2.8. L’écueil de la folie

2.8.1. « Vous délirez, Monsieur Novarina ! »

Cependant, il y a illisibilité et illisibilité. Celle de Novarina se distingue, par le fait, de celle de Joyce (qui comme Céline, choisit le roman) par le recours systématique au dialogue, à la dramaturgie voire au cirque : « on [y] entre dans de la clownerie » (p.367). Tout est pensé pour le théâtre, dirigé vers lui – Novarina, de plus, semble penser non seulement aux acteurs mais en acteur (aspect important sur lequel il faudra revenir). Mais comme celle de Joyce, l’illisibilité novarinienne est aussi une forme d’humour. Pour lire du Novarina, il faut supporter de ne pas tout comprendre. En fait, cela va peut-être même plus loin que cela et il nous faut donc préciser notre pensée : ici, il ne s’agit pas de supporter de ne pas tout comprendre : il faut supporter de ne comprendre absolument rien, ce qui n’est pas tout à fait la même chose.

Dans les années 60-70, Jacques Dutronc a pu chanter avec une ironie mordante « On nous cache tout/On nous dit rien » ; or, dans les médias de ce début du XXIème siècle, on ne nous dit peut-être pas tout mais il y a peut-être la possibilité de décoder, de lire entre les lignes et de comprendre en fait tout ce que l’on pourrait nous cacher. Dans l’œuvre de Novarina, on ne comprend certes pas grand’chose mais cela vit beaucoup, grouille, c’est une littérature toujours ludique et pleine de vraie fantaisie. La langue est hermétique mais elle est vivante. Cela vibre. Cela grouille. Cela grouille d’un secret, celui du ut, celui de Dieu, celui de l’origine…
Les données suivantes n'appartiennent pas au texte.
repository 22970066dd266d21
//! Person registry entry-point: loads settings, selects the person store and
//! serves the REST API.

mod server;

use actix_web::web;
use tracing::{info, warn};
use tracing_subscriber::{EnvFilter, fmt};

use person_registry::inbound::http::health::HealthState;
use person_registry::outbound::persistence::{DbPool, PoolConfig, run_migrations};
use server::{ServerConfig, ServerSettings, create_server};

fn init_tracing() {
    let filter = EnvFilter::try_from_default_env().unwrap_or_else(|_| EnvFilter::new("info"));
    if let Err(e) = fmt().with_env_filter(filter).json().try_init() {
        warn!(error = %e, "tracing init failed");
    }
}

/// Application bootstrap.
#[actix_web::main]
async fn main() -> std::io::Result<()> {
    init_tracing();

    let settings = ServerSettings::load_from_env().map_err(std::io::Error::other)?;
    let bind_addr = settings.bind_addr().map_err(std::io::Error::other)?;
    let mut config = ServerConfig::new(bind_addr);

    if let Some(database_url) = settings.database_url() {
        if settings.run_migrations() {
            run_migrations(database_url)
                .await
                .map_err(std::io::Error::other)?;
        } else {
            info!("database migrations skipped");
        }
        let pool = DbPool::new(
            PoolConfig::new(database_url).with_max_size(settings.db_max_connections()),
        )
        .await
        .map_err(std::io::Error::other)?;
        config = config.with_db_pool(pool);
    }

    let health_state = web::Data::new(HealthState::new());
    create_server(health_state, config)?.await
}
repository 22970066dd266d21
//! Inbound adapters that translate external requests into domain service
//! calls while keeping framework details at the edge.

pub mod http;
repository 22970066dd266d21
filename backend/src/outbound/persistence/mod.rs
//! PostgreSQL persistence adapters using Diesel ORM.
//!
//! Repository implementations only translate between Diesel rows and domain
//! types. Rows (`models.rs`) and table definitions (`schema.rs`) stay private
//! to this module. Connections come from a `bb8` pool driven by
//! `diesel-async`, and every Diesel or pool error is mapped to
//! [`PersonRepositoryError`](crate::domain::ports::PersonRepositoryError).
//!
//! # Example
//!
//! ```ignore
//! use person_registry::outbound::persistence::{
//!     DbPool, DieselPersonRepository, PoolConfig, run_migrations,
//! };
//!
//! run_migrations("postgres://localhost/persons").await?;
//! let pool = DbPool::new(PoolConfig::new("postgres://localhost/persons")).await?;
//! let repo = DieselPersonRepository::new(pool);
//! ```

mod diesel_person_repository;
mod migrations;
mod models;
mod pool;
mod schema;

pub use diesel_person_repository::DieselPersonRepository;
pub use migrations::{MigrationError, run_migrations};
pub use pool::{DEFAULT_MAX_CONNECTIONS, DbPool, PoolConfig, PoolError};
On peut donc jouer avec cette langue et notre non-compréhension de cette dernière mais on peut aussi éluder complètement le problème, ne plus du tout chercher à comprendre et s’amuser à surfer sur des hypothèses et à échafauder des constructions imaginaires à partir du texte : confessons d’ailleurs que c’est là notre pente naturelle (et qu’entreprendre une thèse est aussi pour nous le moyen rêvé de « mettre un peu d’ordre dans tout ça »).
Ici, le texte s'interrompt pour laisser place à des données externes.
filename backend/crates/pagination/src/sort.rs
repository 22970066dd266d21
//! Sort key parsing for `sort=property[,direction]` query parameters.

use std::fmt;
use std::str::FromStr;

use serde::Serialize;

use crate::PageRequestError;

/// Ordering direction applied to the sort property.
#[derive(Debug, Clone, Copy, Default, PartialEq, Eq, Hash, Serialize)]
#[serde(rename_all = "UPPERCASE")]
pub enum Direction {
    /// Smallest value first.
    #[default]
    Asc,
    /// Largest value first.
    Desc,
}

impl Direction {
    /// Whether this direction is [`Direction::Desc`].
    #[must_use]
    pub const fn is_descending(self) -> bool {
        matches!(self, Self::Desc)
    }
}

impl FromStr for Direction {
    type Err = PageRequestError;

    fn from_str(raw: &str) -> Result<Self, Self::Err> {
        if raw.eq_ignore_ascii_case("asc") {
            Ok(Self::Asc)
        } else if raw.eq_ignore_ascii_case("desc") {
            Ok(Self::Desc)
        } else {
            Err(PageRequestError::InvalidDirection {
                direction: raw.to_owned(),
            })
        }
    }
}

impl fmt::Display for Direction {
    fn fmt(&self, f: &mut fmt::Formatter<'_>) -> fmt::Result {
        match self {
            Self::Asc => f.write_str("asc"),
            Self::Desc => f.write_str("desc"),
        }
    }
}

/// A single sort key.
///
/// ## Invariants
/// - `property` is never empty.
#[derive(Debug, Clone, PartialEq, Eq, Hash, Serialize)]
pub struct Sort {
    property: String,
    direction: Direction,
}

impl Sort {
    /// Build an ascending sort on `property`.
    #[must_use]
    pub fn ascending(property: impl Into<String>) -> Self {
        Self {
            property: property.into(),
            direction: Direction::Asc,
        }
    }

    /// Build a descending sort on `property`.
    #[must_use]
    pub fn descending(property: impl Into<String>) -> Self {
        Self {
            property: property.into(),
            direction: Direction::Desc,
        }
    }

    /// Parse `property[,direction]`, accepting only the listed properties.
    ///
    /// `entity` names the sorted type in error messages.
    ///
    /// # Errors
    /// Returns [`PageRequestError`] when the property is empty or unknown, or
    /// when the direction is not `asc`/`desc` (case-insensitive).
    ///
    /// # Examples
    /// ```
    /// use pagination::{Direction, Sort};
    ///
    /// let sort = Sort::parse("name,desc", &["id", "name"], "Person").expect("valid sort");
    /// assert_eq!(sort.property(), "name");
    /// assert_eq!(sort.direction(), Direction::Desc);
    /// ```
    pub fn parse(
        raw: &str,
        allowed: &[&str],
        entity: &'static str,
    ) -> Result<Self, PageRequestError> {
        let (property, direction) = match raw.split_once(',') {
            Some((property, direction)) => (property.trim(), direction.trim().parse()?),
            None => (raw.trim(), Direction::Asc),
        };
        if property.is_empty() {
            return Err(PageRequestError::EmptyProperty);
        }
        if !allowed.contains(&property) {
            return Err(PageRequestError::UnknownProperty {
                property: property.to_owned(),
                entity,
            });
        }
        Ok(Self {
            property: property.to_owned(),
            direction,
        })
    }

    /// Property the collection is ordered by.
    #[must_use]
    pub fn property(&self) -> &str {
        &self.property
    }

    /// Ordering direction.
    #[must_use]
    pub const fn direction(&self) -> Direction {
        self.direction
    }
}

impl fmt::Display for Sort {
    fn fmt(&self, f: &mut fmt::Formatter<'_>) -> fmt::Result {
        write!(f, "{},{}", self.property, self.direction)
    }
}
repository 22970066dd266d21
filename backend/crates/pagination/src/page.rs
//! Page envelope returned by list endpoints.

use serde::Serialize;

use crate::PageRequest;

/// A window of an ordered collection plus navigation metadata.
///
/// Serialises with camelCase keys:
/// `{"content":[..],"number":0,"size":20,"numberOfElements":3,
/// "totalElements":3,"totalPages":1,"first":true,"last":true,"empty":false}`.
#[derive(Debug, Clone, PartialEq, Eq, Serialize)]
#[serde(rename_all = "camelCase")]
pub struct Page<T> {
    content: Vec<T>,
    number: u32,
    size: u32,
    number_of_elements: usize,
    total_elements: u64,
    total_pages: u64,
    first: bool,
    last: bool,
    empty: bool,
}

impl<T> Page<T> {
    /// Wrap `content` fetched for `request` out of `total_elements` items.
    #[must_use]
    pub fn new(content: Vec<T>, request: &PageRequest, total_elements: u64) -> Self {
        let total_pages = total_elements.div_ceil(u64::from(request.size()));
        let number = request.page();
        Self {
            number_of_elements: content.len(),
            empty: content.is_empty(),
            content,
            number,
            size: request.size(),
            total_elements,
            total_pages,
            first: number == 0,
            last: u64::from(number) + 1 >= total_pages,
        }
    }

    /// Items on this page.
    #[must_use]
    pub fn content(&self) -> &[T] {
        &self.content
    }

    /// Zero-based page number.
    #[must_use]
    pub const fn number(&self) -> u32 {
        self.number
    }

    /// Requested page size.
    #[must_use]
    pub const fn size(&self) -> u32 {
        self.size
    }

    /// Total number of items across all pages.
    #[must_use]
    pub const fn total_elements(&self) -> u64 {
        self.total_elements
    }

    /// Total number of pages.
    #[must_use]
    pub const fn total_pages(&self) -> u64 {
        self.total_pages
    }

    /// Whether this is the first page.
    #[must_use]
    pub const fn is_first(&self) -> bool {
        self.first
    }

    /// Whether no page follows this one.
    #[must_use]
    pub const fn is_last(&self) -> bool {
        self.last
    }
}
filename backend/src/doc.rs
//! OpenAPI documentation configuration.
//!
//! [`ApiDoc`] registers the person endpoints, the health probes and the
//! schema wrappers from [`crate::inbound::http::schemas`]. The document backs
//! Swagger UI in debug builds and is printed by the `openapi-dump` binary.

use crate::inbound::http::schemas::{ErrorSchema, PersonPageSchema, PersonSchema};
use utoipa::OpenApi;

/// OpenAPI document for the REST API.
#[derive(OpenApi)]
#[openapi(
    info(
        title = "Person registry API",
        description = "CRUD interface over named persons, plus health probes."
    ),
    servers(
        (url = "/", description = "Relative to the deployment base URL")
    ),
    paths(
        crate::inbound::http::persons::list_persons,
        crate::inbound::http::persons::add_person,
        crate::inbound::http::persons::get_person,
        crate::inbound::http::persons::update_person,
        crate::inbound::http::persons::remove_person,
        crate::inbound::http::health::ready,
        crate::inbound::http::health::live,
    ),
    components(schemas(PersonSchema, PersonPageSchema, ErrorSchema)),
    tags(
        (name = "persons", description = "Person registration and lookup"),
        (name = "health", description = "Endpoints for health checks")
    )
)]
pub struct ApiDoc;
Concernant le rire, on sait qu’il peut nous venir sans raison véritable. On peut rire sans savoir pourquoi, simplement parce qu’il se passe quelque chose, quelque chose d’insolite comme l’irruption dans un avion – mais nous reviendrons, en temps utiles sur cette anecdote signifiante que raconte Monnier dans Ferdinand furieux – de celui qui se présentait comme (dixit) « le marrant du siècle ».
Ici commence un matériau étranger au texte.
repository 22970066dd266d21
//! Person registry backend library modules.

pub mod doc;
pub mod domain;
pub mod inbound;
pub mod middleware;
pub mod outbound;

/// Public OpenAPI surface used by Swagger UI and tooling.
pub use doc::ApiDoc;
pub use middleware::Trace;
Et pourtant donc, pour citer après Dutronc, un autre chanteur remarquable qui par son hermétisme ludique, ses jeux de mots incompréhensibles et son désir de «[faire] monter l’aventure au-dessus de la ceinture » s’apparente un peu à un Novarina de la chanson – on aura peut-être reconnu Bashung (mais, sur un plan plus strictement musical, Mathieu Bogaerts pourrait aussi prétendre à ce statut) : « y a un truc qui fait masse ». Certes (« Sicher ! Sicher ! » eut dit Céline), cela pourrait être réécrit à la Breton, c’est à dire : en plus français, en langage plus académique, moins rabelaisien. Mais, qualité de peintre, Novarina semble posséder l’art de savoir s’arrêter à temps, de laisser les choses en l’état et de ne retravailler que dans une certaine mesure. Le résultat n’est pas toujours lisible mais souvent drôle et beau.